Data entries:
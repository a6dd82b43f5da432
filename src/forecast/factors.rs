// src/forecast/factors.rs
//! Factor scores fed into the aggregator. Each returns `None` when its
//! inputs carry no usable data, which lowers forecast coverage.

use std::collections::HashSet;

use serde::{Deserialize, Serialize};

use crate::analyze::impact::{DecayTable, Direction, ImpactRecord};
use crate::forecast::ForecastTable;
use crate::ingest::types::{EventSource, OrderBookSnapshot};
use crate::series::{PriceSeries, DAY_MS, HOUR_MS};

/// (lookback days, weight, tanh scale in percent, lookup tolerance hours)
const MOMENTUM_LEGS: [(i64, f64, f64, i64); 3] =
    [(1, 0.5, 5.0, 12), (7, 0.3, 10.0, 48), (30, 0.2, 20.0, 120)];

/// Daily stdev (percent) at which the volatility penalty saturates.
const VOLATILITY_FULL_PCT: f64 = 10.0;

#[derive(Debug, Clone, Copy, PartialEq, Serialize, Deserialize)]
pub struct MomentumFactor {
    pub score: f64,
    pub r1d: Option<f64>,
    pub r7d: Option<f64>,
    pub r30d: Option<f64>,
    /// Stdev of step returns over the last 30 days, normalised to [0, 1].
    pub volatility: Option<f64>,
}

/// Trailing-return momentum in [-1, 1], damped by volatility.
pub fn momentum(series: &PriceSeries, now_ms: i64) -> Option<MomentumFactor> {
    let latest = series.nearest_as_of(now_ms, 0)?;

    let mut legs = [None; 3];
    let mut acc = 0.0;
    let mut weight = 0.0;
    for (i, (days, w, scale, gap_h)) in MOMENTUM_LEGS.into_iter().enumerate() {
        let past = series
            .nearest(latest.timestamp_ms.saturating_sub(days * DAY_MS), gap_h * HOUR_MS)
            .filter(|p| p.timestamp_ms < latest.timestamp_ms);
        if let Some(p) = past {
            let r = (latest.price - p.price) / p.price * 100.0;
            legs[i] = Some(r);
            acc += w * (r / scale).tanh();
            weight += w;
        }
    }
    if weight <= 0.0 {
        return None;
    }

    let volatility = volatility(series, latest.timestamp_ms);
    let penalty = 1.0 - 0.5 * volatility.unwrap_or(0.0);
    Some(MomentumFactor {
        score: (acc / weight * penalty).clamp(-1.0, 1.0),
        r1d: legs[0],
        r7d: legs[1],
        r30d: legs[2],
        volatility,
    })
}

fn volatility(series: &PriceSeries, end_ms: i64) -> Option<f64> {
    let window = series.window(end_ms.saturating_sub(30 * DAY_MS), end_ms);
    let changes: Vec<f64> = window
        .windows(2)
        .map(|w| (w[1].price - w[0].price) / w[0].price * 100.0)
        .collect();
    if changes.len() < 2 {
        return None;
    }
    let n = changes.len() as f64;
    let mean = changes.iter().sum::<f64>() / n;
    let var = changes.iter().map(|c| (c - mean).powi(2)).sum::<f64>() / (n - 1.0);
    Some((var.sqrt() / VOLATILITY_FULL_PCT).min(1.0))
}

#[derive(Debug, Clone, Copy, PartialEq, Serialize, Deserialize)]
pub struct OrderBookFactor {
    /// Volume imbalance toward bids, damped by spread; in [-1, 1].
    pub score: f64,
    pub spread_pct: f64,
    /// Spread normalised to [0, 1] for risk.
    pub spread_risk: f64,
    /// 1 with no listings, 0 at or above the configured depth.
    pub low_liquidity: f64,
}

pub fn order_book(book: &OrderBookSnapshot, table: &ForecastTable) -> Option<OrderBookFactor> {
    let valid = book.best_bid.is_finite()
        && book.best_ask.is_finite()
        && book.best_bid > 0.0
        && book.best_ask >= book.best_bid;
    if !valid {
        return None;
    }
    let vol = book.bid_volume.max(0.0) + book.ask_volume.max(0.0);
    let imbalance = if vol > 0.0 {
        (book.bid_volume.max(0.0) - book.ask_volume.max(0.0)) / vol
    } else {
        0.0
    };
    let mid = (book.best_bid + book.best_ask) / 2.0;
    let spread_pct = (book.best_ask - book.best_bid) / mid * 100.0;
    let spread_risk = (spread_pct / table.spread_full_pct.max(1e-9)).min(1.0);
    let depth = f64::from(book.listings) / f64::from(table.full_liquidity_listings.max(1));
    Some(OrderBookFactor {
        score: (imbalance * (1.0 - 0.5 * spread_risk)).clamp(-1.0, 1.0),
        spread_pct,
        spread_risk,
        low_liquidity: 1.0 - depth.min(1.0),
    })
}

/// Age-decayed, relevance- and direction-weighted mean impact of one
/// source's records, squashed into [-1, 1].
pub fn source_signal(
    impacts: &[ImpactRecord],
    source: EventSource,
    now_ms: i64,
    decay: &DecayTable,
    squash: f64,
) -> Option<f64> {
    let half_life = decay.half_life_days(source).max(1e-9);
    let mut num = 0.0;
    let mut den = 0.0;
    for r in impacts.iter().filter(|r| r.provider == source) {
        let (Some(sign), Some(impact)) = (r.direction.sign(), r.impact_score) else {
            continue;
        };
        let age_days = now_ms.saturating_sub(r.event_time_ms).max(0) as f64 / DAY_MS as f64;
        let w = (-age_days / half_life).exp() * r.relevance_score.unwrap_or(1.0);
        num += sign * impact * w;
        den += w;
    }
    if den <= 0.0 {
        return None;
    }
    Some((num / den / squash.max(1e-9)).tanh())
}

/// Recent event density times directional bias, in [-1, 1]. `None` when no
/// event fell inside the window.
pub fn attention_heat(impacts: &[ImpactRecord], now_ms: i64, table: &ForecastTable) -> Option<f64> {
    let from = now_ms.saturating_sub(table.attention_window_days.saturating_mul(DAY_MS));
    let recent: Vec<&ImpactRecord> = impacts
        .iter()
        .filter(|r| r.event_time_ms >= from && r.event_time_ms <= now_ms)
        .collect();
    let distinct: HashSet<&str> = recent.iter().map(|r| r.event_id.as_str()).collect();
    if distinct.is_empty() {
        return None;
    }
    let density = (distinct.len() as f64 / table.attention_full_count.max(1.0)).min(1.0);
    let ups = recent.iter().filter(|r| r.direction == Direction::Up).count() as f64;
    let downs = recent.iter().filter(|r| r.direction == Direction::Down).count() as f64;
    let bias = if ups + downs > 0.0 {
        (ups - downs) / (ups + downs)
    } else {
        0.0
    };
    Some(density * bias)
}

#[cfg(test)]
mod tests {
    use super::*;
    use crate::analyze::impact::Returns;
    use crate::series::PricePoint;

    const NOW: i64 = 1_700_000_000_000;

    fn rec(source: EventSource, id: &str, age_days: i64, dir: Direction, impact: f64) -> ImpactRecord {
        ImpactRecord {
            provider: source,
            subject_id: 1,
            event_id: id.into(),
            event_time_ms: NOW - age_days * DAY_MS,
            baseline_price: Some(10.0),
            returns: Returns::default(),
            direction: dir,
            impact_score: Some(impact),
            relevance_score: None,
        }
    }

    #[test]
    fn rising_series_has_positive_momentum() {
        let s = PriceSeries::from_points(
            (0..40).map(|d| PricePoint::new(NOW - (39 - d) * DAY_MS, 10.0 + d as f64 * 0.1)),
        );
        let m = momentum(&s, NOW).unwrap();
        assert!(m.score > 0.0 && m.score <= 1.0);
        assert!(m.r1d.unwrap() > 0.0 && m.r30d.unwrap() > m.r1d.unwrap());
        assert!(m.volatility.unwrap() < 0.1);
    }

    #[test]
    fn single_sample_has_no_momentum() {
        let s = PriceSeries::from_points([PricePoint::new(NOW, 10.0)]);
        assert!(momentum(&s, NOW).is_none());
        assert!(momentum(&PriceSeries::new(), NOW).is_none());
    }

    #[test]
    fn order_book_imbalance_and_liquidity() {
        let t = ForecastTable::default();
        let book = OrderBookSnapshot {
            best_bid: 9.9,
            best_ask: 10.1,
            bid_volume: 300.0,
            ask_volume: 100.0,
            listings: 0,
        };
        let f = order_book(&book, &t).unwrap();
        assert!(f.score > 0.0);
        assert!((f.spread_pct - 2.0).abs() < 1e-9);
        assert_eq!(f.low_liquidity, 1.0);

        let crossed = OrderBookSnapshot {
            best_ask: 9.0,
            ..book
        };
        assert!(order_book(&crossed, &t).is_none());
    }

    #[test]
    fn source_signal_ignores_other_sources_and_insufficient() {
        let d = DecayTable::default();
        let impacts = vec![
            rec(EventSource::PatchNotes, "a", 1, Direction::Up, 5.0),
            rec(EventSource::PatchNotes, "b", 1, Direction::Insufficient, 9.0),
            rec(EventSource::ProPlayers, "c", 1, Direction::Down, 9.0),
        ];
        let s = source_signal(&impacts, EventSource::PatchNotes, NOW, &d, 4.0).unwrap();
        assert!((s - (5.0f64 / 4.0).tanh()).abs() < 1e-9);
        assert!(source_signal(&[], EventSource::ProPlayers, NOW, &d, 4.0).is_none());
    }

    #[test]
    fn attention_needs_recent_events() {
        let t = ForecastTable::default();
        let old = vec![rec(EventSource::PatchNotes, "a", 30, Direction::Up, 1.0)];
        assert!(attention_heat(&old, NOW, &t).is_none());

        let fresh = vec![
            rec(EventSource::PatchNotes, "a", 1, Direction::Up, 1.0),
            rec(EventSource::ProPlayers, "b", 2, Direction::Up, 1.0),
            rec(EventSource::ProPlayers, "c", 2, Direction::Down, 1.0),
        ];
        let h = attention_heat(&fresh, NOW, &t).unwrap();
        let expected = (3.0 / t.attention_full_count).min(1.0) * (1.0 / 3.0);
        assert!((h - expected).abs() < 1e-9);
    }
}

* **What you will do**
Copy every line of the records above that contains "distinct".

* **Result**
    let distinct: HashSet<&str> = recent.iter().map(|r| r.event_id.as_str()).collect();
    if distinct.is_empty() {
    let density = (distinct.len() as f64 / table.attention_full_count.max(1.0)).min(1.0);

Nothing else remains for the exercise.